Art Blog

Monday’s Mini Art Lesson #2: Values and Shading Techniques

Dorothy, by Susan E. Brooks, 11 x 8 inches, Pencil on Paper

What’s so important about values?

Values are variations of darks and lights in our artwork. As an art teacher for many years, I encouraged my students to push dark values and contrast in their work. When they entered art contests, I would show them that the winning entries nearly always had lots of light and dark contrast to catch the eyes of the judges. Too often, a talented student would have a nice pencil drawing she had rendered accurately, but it was just a light outline that paled in comparison with a drawing full of contrast and a range of values from dark to light. Even a quick sketch like the one above needs to have dark areas that draw the eye towards the centers of attention, such as the eyes and the smile.
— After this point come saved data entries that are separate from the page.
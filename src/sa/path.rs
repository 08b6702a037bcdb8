//! Route search by simulated annealing.
//!
//! # Moves
//!
//! - **Seed**: a random walk from the start, each step choosing uniformly
//!   among unvisited neighbors of the tail, until the destination is reached.
//!   A walk that gets stuck is not retried.
//! - **Mutation**: pick an interior position `i`, replace `path[i]` with an
//!   unvisited neighbor of `path[i - 1]`, drop the old suffix and random-walk
//!   forward again. The new walk may get stuck short of the destination.
//!
//! A path that does not end at the destination costs `f64::INFINITY`, so
//! the acceptance rule never takes it over a complete path.

use std::sync::atomic::AtomicBool;
use std::sync::Arc;

use rand::seq::IndexedRandom;
use rand::Rng;

use super::config::SaConfig;
use super::runner::{create_rng, SaOutcome, SaResult, SaRunner};
use super::types::SaProblem;
use crate::error::RoutingError;
use crate::graph::{City, Graph};
use crate::search::SearchResult;

/// Paths between two fixed nodes of a [`Graph`], as an [`SaProblem`].
///
/// Solutions are node-index sequences starting at `start`.
pub struct RoutePathProblem<'g> {
    graph: &'g Graph,
    start: usize,
    end: usize,
}

impl<'g> RoutePathProblem<'g> {
    pub fn new(graph: &'g Graph, start: usize, end: usize) -> Self {
        Self { graph, start, end }
    }

    /// Random-walks forward from the tail of `path` until `end` or a dead end.
    fn extend<R: Rng>(&self, path: &mut Vec<usize>, visited: &mut [bool], rng: &mut R) {
        while let Some(&tail) = path.last() {
            if tail == self.end {
                break;
            }
            let Some(next) = self.pick_unvisited(tail, visited, rng) else {
                break;
            };
            visited[next] = true;
            path.push(next);
        }
    }

    fn pick_unvisited<R: Rng>(
        &self,
        node: usize,
        visited: &[bool],
        rng: &mut R,
    ) -> Option<usize> {
        let open: Vec<usize> = self
            .graph
            .neighbors(node)
            .iter()
            .map(|&(n, _)| n)
            .filter(|&n| !visited[n])
            .collect();
        open.choose(rng).copied()
    }
}

impl SaProblem for RoutePathProblem<'_> {
    type Solution = Vec<usize>;

    fn initial_solution<R: Rng>(&self, rng: &mut R) -> Option<Vec<usize>> {
        let mut visited = vec![false; self.graph.node_count()];
        let mut path = vec![self.start];
        visited[self.start] = true;
        self.extend(&mut path, &mut visited, rng);
        (path.last() == Some(&self.end)).then_some(path)
    }

    fn cost(&self, path: &Vec<usize>) -> f64 {
        if path.last() != Some(&self.end) {
            return f64::INFINITY;
        }
        self.graph.path_distance(path)
    }

    fn neighbor<R: Rng>(&self, path: &Vec<usize>, rng: &mut R) -> Vec<usize> {
        if path.len() <= 2 {
            return path.clone();
        }

        let i = rng.random_range(1..=path.len() - 2);

        let mut visited = vec![false; self.graph.node_count()];
        for &node in path {
            visited[node] = true;
        }
        let Some(replacement) = self.pick_unvisited(path[i - 1], &visited, rng) else {
            return path.clone();
        };

        // The dropped suffix is free to be revisited by the new walk.
        for &node in &path[i..] {
            visited[node] = false;
        }
        let mut candidate = path[..i].to_vec();
        candidate.push(replacement);
        visited[replacement] = true;
        self.extend(&mut candidate, &mut visited, rng);
        candidate
    }
}

/// How an annealing search ended.
#[derive(Debug, Clone)]
pub enum AnnealingOutcome {
    /// A complete path, with run statistics.
    Found(SaResult<Vec<City>>),
    /// The seed walk got stuck before reaching the destination.
    SeedFailed,
    /// Start or end is not a node of the graph.
    MissingEndpoint,
}

impl AnnealingOutcome {
    pub fn is_found(&self) -> bool {
        matches!(self, AnnealingOutcome::Found(_))
    }

    /// Collapses both failure tags into "no path".
    pub fn into_search_result(self) -> SearchResult {
        match self {
            AnnealingOutcome::Found(result) => SearchResult::found(result.best, result.best_cost),
            AnnealingOutcome::SeedFailed | AnnealingOutcome::MissingEndpoint => {
                SearchResult::no_path()
            }
        }
    }
}

/// Simulated-annealing route search between two cities.
pub struct AnnealingPathSolver;

impl AnnealingPathSolver {
    /// Runs with an RNG seeded from `config.seed`.
    ///
    /// # Examples
    ///
    /// ```
    /// use u_roadpath::graph::{GraphBuilder, GraphDescription, Route};
    /// use u_roadpath::sa::{AnnealingPathSolver, SaConfig};
    ///
    /// let description = GraphDescription::default()
    ///     .with_cities(["A", "B", "C"])
    ///     .with_route(Route::ok("A", "B", 2.0))
    ///     .with_route(Route::ok("B", "C", 3.0));
    /// let graph = GraphBuilder::build(&description).unwrap();
    ///
    /// let config = SaConfig::default().with_iterations(100).with_seed(42);
    /// let result = AnnealingPathSolver::solve(&graph, "A", "C", &config)
    ///     .unwrap()
    ///     .into_search_result();
    /// assert_eq!(result.distance, Some(5.0));
    /// ```
    pub fn solve(
        graph: &Graph,
        start: &str,
        end: &str,
        config: &SaConfig,
    ) -> Result<AnnealingOutcome, RoutingError> {
        Self::solve_with_cancel(graph, start, end, config, None)
    }

    /// Runs with an optional cancellation token, checked once per iteration.
    pub fn solve_with_cancel(
        graph: &Graph,
        start: &str,
        end: &str,
        config: &SaConfig,
        cancel: Option<Arc<AtomicBool>>,
    ) -> Result<AnnealingOutcome, RoutingError> {
        let mut rng = create_rng(config.seed);
        Self::search(graph, start, end, config, &mut rng, cancel.as_deref())
    }

    /// Runs drawing all randomness from `rng`. `config.seed` is ignored.
    pub fn solve_with_rng<R: Rng>(
        graph: &Graph,
        start: &str,
        end: &str,
        config: &SaConfig,
        rng: &mut R,
    ) -> Result<AnnealingOutcome, RoutingError> {
        Self::search(graph, start, end, config, rng, None)
    }

    fn search<R: Rng>(
        graph: &Graph,
        start: &str,
        end: &str,
        config: &SaConfig,
        rng: &mut R,
        cancel: Option<&AtomicBool>,
    ) -> Result<AnnealingOutcome, RoutingError> {
        config.validate().map_err(RoutingError::InvalidConfig)?;

        let (Some(source), Some(target)) = (graph.index_of(start), graph.index_of(end)) else {
            return Ok(AnnealingOutcome::MissingEndpoint);
        };

        if source == target {
            return Ok(AnnealingOutcome::Found(SaResult {
                best: vec![start.to_string()],
                best_cost: 0.0,
                iterations: 0,
                final_temperature: config.initial_temperature,
                accepted_moves: 0,
                improving_moves: 0,
                cancelled: false,
                cost_history: vec![0.0],
            }));
        }

        let problem = RoutePathProblem::new(graph, source, target);
        match SaRunner::run_with_rng(&problem, config, rng, cancel)? {
            SaOutcome::Completed(result) => Ok(AnnealingOutcome::Found(SaResult {
                best: graph.path_cities(&result.best),
                best_cost: result.best_cost,
                iterations: result.iterations,
                final_temperature: result.final_temperature,
                accepted_moves: result.accepted_moves,
                improving_moves: result.improving_moves,
                cancelled: result.cancelled,
                cost_history: result.cost_history,
            })),
            SaOutcome::SeedFailed => {
                log::debug!("seed walk from {start:?} got stuck before {end:?}");
                Ok(AnnealingOutcome::SeedFailed)
            }
        }
    }
}
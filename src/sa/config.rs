//! SA configuration.

/// Which solution a run reports as its result.
#[derive(Debug, Clone, Copy, PartialEq, Eq, Default)]
#[cfg_attr(feature = "serde", derive(serde::Serialize, serde::Deserialize))]
pub enum BestTracking {
    /// `best` follows every accepted candidate, so a late uphill acceptance
    /// can replace a better path seen earlier.
    #[default]
    LastAccepted,

    /// `best` only moves on a strict improvement over the best seen so far.
    GlobalBest,
}

/// Configuration for the Simulated Annealing algorithm.
///
/// Temperature decays geometrically: `T_{k+1} = cooling_rate * T_k`, applied
/// once at the start of every iteration.
///
/// # Examples
///
/// ```
/// use u_roadpath::sa::{BestTracking, SaConfig};
///
/// let config = SaConfig::default()
///     .with_iterations(2000)
///     .with_initial_temperature(500.0)
///     .with_cooling_rate(0.99)
///     .with_best_tracking(BestTracking::GlobalBest)
///     .with_seed(7);
/// assert!(config.validate().is_ok());
/// ```
#[derive(Debug, Clone)]
#[cfg_attr(feature = "serde", derive(serde::Serialize, serde::Deserialize))]
pub struct SaConfig {
    /// Number of mutate/accept iterations after the seed path is built.
    pub iterations: usize,

    /// Initial temperature. Higher values allow more exploration.
    pub initial_temperature: f64,

    /// Geometric cooling factor in (0, 1].
    pub cooling_rate: f64,

    /// Lower bound used in place of the temperature in the acceptance
    /// exponent once it has decayed towards zero.
    pub temperature_floor: f64,

    pub best_tracking: BestTracking,

    /// Random seed for reproducibility.
    pub seed: Option<u64>,
}

impl Default for SaConfig {
    fn default() -> Self {
        Self {
            iterations: 5000,
            initial_temperature: 1000.0,
            cooling_rate: 0.995,
            temperature_floor: 1e-9,
            best_tracking: BestTracking::LastAccepted,
            seed: None,
        }
    }
}

impl SaConfig {
    pub fn with_iterations(mut self, n: usize) -> Self {
        self.iterations = n;
        self
    }

    pub fn with_initial_temperature(mut self, t: f64) -> Self {
        self.initial_temperature = t;
        self
    }

    pub fn with_cooling_rate(mut self, rate: f64) -> Self {
        self.cooling_rate = rate;
        self
    }

    pub fn with_temperature_floor(mut self, t: f64) -> Self {
        self.temperature_floor = t;
        self
    }

    pub fn with_best_tracking(mut self, tracking: BestTracking) -> Self {
        self.best_tracking = tracking;
        self
    }

    pub fn with_seed(mut self, seed: u64) -> Self {
        self.seed = Some(seed);
        self
    }

    /// Validates the configuration.
    pub fn validate(&self) -> Result<(), String> {
        if !(self.initial_temperature.is_finite() && self.initial_temperature > 0.0) {
            return Err(format!(
                "initial_temperature must be positive, got {}",
                self.initial_temperature
            ));
        }
        if !(self.cooling_rate > 0.0 && self.cooling_rate <= 1.0) {
            return Err(format!(
                "cooling_rate must be in (0, 1], got {}",
                self.cooling_rate
            ));
        }
        if !(self.temperature_floor.is_finite() && self.temperature_floor > 0.0) {
            return Err(format!(
                "temperature_floor must be positive, got {}",
                self.temperature_floor
            ));
        }
        Ok(())
    }
}
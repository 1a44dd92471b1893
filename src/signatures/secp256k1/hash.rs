//! Message-to-scalar adapter used by signing and verification.

use crate::hash::sha256::core::sha256;
use crate::primitives::U256;

/// Hashes a message with SHA-256 and interprets the digest as a big-endian
/// 256-bit integer.
///
/// The result is not yet reduced modulo the curve order; callers reduce
/// it with the group modulus they are working against.
pub(crate) fn hash_to_scalar(message: &[u8]) -> U256 {
    sha256(message)
}
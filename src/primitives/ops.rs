use crate::primitives::U256;

use std::ops::{Add, BitAnd, BitXor, Div, Mul, Rem, Shl, Shr, Sub};

impl BitXor<U256> for U256 {
    type Output = U256;

    fn bitxor(self, rhs: U256) -> Self::Output {
        let mut out = [0u8; 32];

        out.iter_mut()
            .zip(self.0.iter().zip(rhs.0.iter()))
            .for_each(|(o, (l, r))| *o = l ^ r);

        U256(out)
    }
}

impl BitAnd<U256> for U256 {
    type Output = U256;

    fn bitand(self, rhs: U256) -> Self::Output {
        let mut out = [0u8; 32];

        out.iter_mut()
            .zip(self.0.iter().zip(rhs.0.iter()))
            .for_each(|(o, (l, r))| *o = l & r);

        U256(out)
    }
}
impl Shl<U256> for U256 {
    type Output = U256;

    fn shl(self, rhs: U256) -> Self::Output {
        let shift = (((rhs.0[30] as u32) << 8) | rhs.0[31] as u32) as usize;

        if shift == 0 {
            return self;
        }
        if shift >= 256 {
            return U256([0; 32]);
        }

        let byte_shift = shift / 8;
        let bit_shift = (shift % 8) as u8;

        let mut tmp = [0u8; 32];
        tmp[..(32 - byte_shift)].copy_from_slice(&self.0[byte_shift..]);

        if bit_shift == 0 {
            return U256(tmp);
        }

        let mut out = [0u8; 32];
        let mut carry = 0u8;

        for i in 0..32 {
            let val = tmp[i];

            out[i] = (val << bit_shift) | carry;
            carry = val >> (8 - bit_shift);
        }

        U256(out)
    }
}

impl Shr<U256> for U256 {
    type Output = U256;

    fn shr(self, rhs: U256) -> Self::Output {
        let shift = (((rhs.0[30] as u32) << 8) | rhs.0[31] as u32) as usize;

        if shift == 0 {
            return self;
        }
        if shift >= 256 {
            return U256([0; 32]);
        }

        let byte_shift = shift / 8;
        let bit_shift = (shift % 8) as u8;

        let mut tmp = [0u8; 32];
        tmp[byte_shift..].copy_from_slice(&self.0[..(32 - byte_shift)]);

        if bit_shift == 0 {
            return U256(tmp);
        }

        let mut out = [0u8; 32];
        let mut carry = 0u8;

        for i in (0..32).rev() {
            let val = tmp[i];

            out[i] = (val >> bit_shift) | carry;
            carry = val << (8 - bit_shift);
        }

        U256(out)
    }
}

impl Add for U256 {
    type Output = U256;

    fn add(self, rhs: U256) -> Self::Output {
        let mut out = [0u8; 32];
        let mut carry = 0u16;

        for ((&a, &b), o) in self.0.iter().zip(rhs.0.iter()).zip(out.iter_mut()).rev() {
            let sum = a as u16 + b as u16 + carry;
            *o = (sum & 0xFF) as u8;
            carry = sum >> 8;
        }

        U256(out)
    }
}

impl Sub for U256 {
    type Output = U256;

    fn sub(self, rhs: U256) -> Self::Output {
        let mut out = [0u8; 32];
        let mut borrow = 0i16;

        for ((&a, &b), o) in self.0.iter().zip(rhs.0.iter()).zip(out.iter_mut()).rev() {
            let lhs = a as i16;
            let sub = b as i16 + borrow;

            if lhs >= sub {
                *o = (lhs - sub) as u8;
                borrow = 0;
            } else {
                *o = (lhs + 256 - sub) as u8;
                borrow = 1;
            }
        }

        U256(out)
    }
}

impl Mul<U256> for U256 {
    type Output = U256;

    fn mul(self, rhs: U256) -> Self::Output {
        let lhs_be: [u64; 4] = self.into();
        let rhs_be: [u64; 4] = rhs.into();

        let mut lhs = lhs_be;
        let mut rhs = rhs_be;
        lhs.reverse();
        rhs.reverse();

        let mut acc = [0u128; 8];

        for (i, &a) in lhs.iter().enumerate() {
            for (j, &b) in rhs.iter().enumerate() {
                acc[i + j] += a as u128 * b as u128;
            }
        }

        for i in 0..7 {
            let carry = acc[i] >> 64;
            acc[i] &= 0xFFFF_FFFF_FFFF_FFFF;
            acc[i + 1] += carry;
        }

        let mut out = [0u64; 4];
        for (o, &a) in out.iter_mut().zip(acc.iter().take(4).rev()) {
            *o = a as u64;
        }

        U256::from(out)
    }
}

impl Div<U256> for U256 {
    type Output = U256;

    fn div(self, rhs: U256) -> Self::Output {
        assert!(rhs != U256::ZERO, "division by zero");
        if self < rhs {
            return U256::ZERO;
        }

        let mut quotient = [0u8; 32];
        let mut remainder = U256::ZERO;

        for bit in 0..256 {
            let byte_idx = bit >> 3;
            let bit_in_byte = 7 - (bit & 7);

            let incoming = (self.0[byte_idx] >> bit_in_byte) & 1;

            remainder = remainder << U256::from(1u8);

            let mut rem_bytes: [u8; 32] = remainder.into();
            rem_bytes[31] = (rem_bytes[31] & 0xFE) | incoming;
            remainder = U256(rem_bytes);

            if remainder >= rhs {
                remainder = remainder - rhs;
                quotient[byte_idx] |= 1 << bit_in_byte;
            }
        }

        U256(quotient)
    }
}

impl Rem<U256> for U256 {
    type Output = U256;

    fn rem(self, rhs: U256) -> Self::Output {
        assert!(rhs != U256::ZERO, "division by zero");
        if self < rhs {
            return self;
        }

        let mut remainder = U256::ZERO;

        for bit in 0..256 {
            let byte_idx = bit >> 3;
            let bit_in_byte = 7 - (bit & 7);

            let incoming = (self.0[byte_idx] >> bit_in_byte) & 1;

            remainder = remainder << U256::from(1u8);

            let mut rem_bytes: [u8; 32] = remainder.into();
            rem_bytes[31] = (rem_bytes[31] & 0xFE) | incoming;
            remainder = U256(rem_bytes);

            if remainder >= rhs {
                remainder = remainder - rhs;
            }
        }

        remainder
    }
}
Tanzanian Girl, by Susan E. Brooks, 8 x 5 inches, Pencil on Paper

How do I add values?

You add values to a drawing by shading. So many shading techniques exist, but let’s start with these three: filling in an area with the point of the pencil, laying the pencil sideways, and cross hatching.

  1. Around the eyes and mouth of the portraits above, I filled in those smaller areas by pushing harder with the point of a softer, darker pencil, such as a 6B.
  2. In the larger areas that needed shading, I laid the pencil sideways and used a broader stroke to shade.
  3. To shade around the nose and mouth on the Dorothy sketch, I used cross hatching. To cross hatch, you put down a series of parallel lines, and then go back over them with a second set of lines in another direction to darken the area. It’s not as difficult as it sounds, but you might want to practice on scratch paper before attempting it on a favorite drawing.

That’s enough for now. Experiment with shading and push those values!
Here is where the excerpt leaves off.